Gastric contractions produce phasic changes in perfusion pressure

J. G. Wood and L. Y. Cheung
Department of Surgery, University of Kansas Medical Center, Kansas City 66103.

This study examined the relationship between motility and perfusion pressure of an ex vivo segment of the canine stomach perfused at constant flow. Changes in luminal pressure were used to quantitate contractile force. Under control conditions, spontaneous contractions increased luminal pressure by 18.8 +/- 1.1 mmHg and gastric perfusion pressure by 14.2 +/- 0.8 mmHg. Changes in luminal and perfusion pressures during contractions were highly correlated (r2 = 0.963, P less than 0.0001, 109 observations in 5 dogs).

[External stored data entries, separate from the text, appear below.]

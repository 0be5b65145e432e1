//! Common test utilities: a scripted transport and canned API pages

#![allow(dead_code)]

use async_trait::async_trait;
use serde_json::{json, Value};
use std::collections::VecDeque;
use std::path::PathBuf;
use std::sync::{Arc, Mutex};
use tempfile::TempDir;

use websearch::credentials::{Credentials, StaticCredentials};
use websearch::search::{
    FetchClient, FetchPlanner, HttpOutcome, HttpTransport, PlannerConfig, RetryPolicy,
    SearchEngine,
};

pub const ENDPOINT: &str = "http://search.test/customsearch/v1";

/// Test fixture for config files
pub struct TestFixture {
    /// Temporary directory that gets cleaned up automatically
    pub temp_dir: TempDir,
}

impl TestFixture {
    pub fn new() -> Self {
        let temp_dir = TempDir::new().expect("Failed to create temp dir");
        Self { temp_dir }
    }

    pub fn path(&self) -> PathBuf {
        self.temp_dir.path().to_path_buf()
    }

    /// Create a test file with given content
    pub fn create_file(&self, name: &str, content: &str) -> PathBuf {
        let filepath = self.path().join(name);
        if let Some(parent) = filepath.parent() {
            std::fs::create_dir_all(parent).expect("Failed to create parent dirs");
        }
        std::fs::write(&filepath, content).expect("Failed to write test file");
        filepath
    }

    pub fn read_file(&self, name: &str) -> String {
        std::fs::read_to_string(self.path().join(name)).expect("Failed to read test file")
    }
}

/// Transport that replays scripted outcomes and records every URL it is asked for.
///
/// Once the script runs out, every further call gets an empty 200 page.
#[derive(Default)]
pub struct MockTransport {
    script: Mutex<VecDeque<HttpOutcome>>,
    requests: Mutex<Vec<String>>,
}

impl MockTransport {
    pub fn new(outcomes: Vec<HttpOutcome>) -> Arc<Self> {
        Arc::new(Self {
            script: Mutex::new(outcomes.into()),
            requests: Mutex::new(Vec::new()),
        })
    }

    pub fn requests(&self) -> Vec<String> {
        self.requests.lock().unwrap().clone()
    }

    pub fn request_count(&self) -> usize {
        self.requests.lock().unwrap().len()
    }
}

#[async_trait]
impl HttpTransport for MockTransport {
    async fn get(&self, url: &str) -> HttpOutcome {
        self.requests.lock().unwrap().push(url.to_string());
        self.script
            .lock()
            .unwrap()
            .pop_front()
            .unwrap_or_else(|| ok(json!({})))
    }
}

/// Query parameter `name` of a recorded URL.
pub fn param(url: &str, name: &str) -> Option<String> {
    let parsed = reqwest::Url::parse(url).expect("recorded URL should parse");
    parsed
        .query_pairs()
        .find(|(k, _)| k == name)
        .map(|(_, v)| v.into_owned())
}

pub fn ok(body: Value) -> HttpOutcome {
    HttpOutcome::from_response(200, body.to_string())
}

pub fn status(code: i32, body: Value) -> HttpOutcome {
    HttpOutcome::from_response(code, body.to_string())
}

/// A page of `count` web items for `site`, continuing at `next` when given.
pub fn web_page(site: &str, first: usize, count: usize, next: Option<u32>) -> HttpOutcome {
    let items: Vec<Value> = (first..first + count)
        .map(|i| {
            json!({
                "title": format!("Result {i}"),
                "link": format!("https://{site}/page/{i}"),
                "snippet": format!("Snippet {i}"),
                "displayLink": site,
            })
        })
        .collect();
    let mut body = json!({ "items": items });
    if let Some(next) = next {
        body["queries"] = json!({ "nextPage": [{ "startIndex": next }] });
    }
    ok(body)
}

pub fn empty_page() -> HttpOutcome {
    ok(json!({ "searchInformation": { "totalResults": "0" } }))
}

/// Retry policy with millisecond backoff so tests stay fast.
pub fn fast_retry(max_retries: u32) -> RetryPolicy {
    RetryPolicy {
        max_retries,
        initial_backoff_ms: 1,
        backoff_multiplier: 2.0,
        max_backoff_ms: 5,
    }
}

pub fn planner(transport: Arc<MockTransport>, retry: RetryPolicy) -> FetchPlanner {
    let config = PlannerConfig {
        endpoint: ENDPOINT.to_string(),
        retry,
        ..PlannerConfig::default()
    };
    FetchPlanner::new(config, FetchClient::new(transport))
}

pub fn credentials() -> Credentials {
    Credentials::new("test-key", "test-cx")
}

pub fn engine(transport: Arc<MockTransport>) -> SearchEngine {
    SearchEngine::new(
        planner(transport, fast_retry(2)),
        Arc::new(StaticCredentials::new(credentials())),
    )
}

In separate studies, we assessed the effects of atropine, neostigmine (an acetylcholinesterase inhibitor), and bethanechol (a muscarinic cholinergic agonist). Atropine attenuated the peristaltic-induced changes in perfusion pressure in a concentration-dependent manner (10(-9) to 10(-6)M) with nearly total inhibition at the highest dose. Neostigmine (10(-9) to 10(-6) M) and bethanechol (10(-8) to 10(-5) M) stimulated contractions, resulting in dose-related increases in luminal and perfusion pressures. Our results demonstrate that cholinergic-dependent contractions produce marked, phasic changes in gastric perfusion pressure.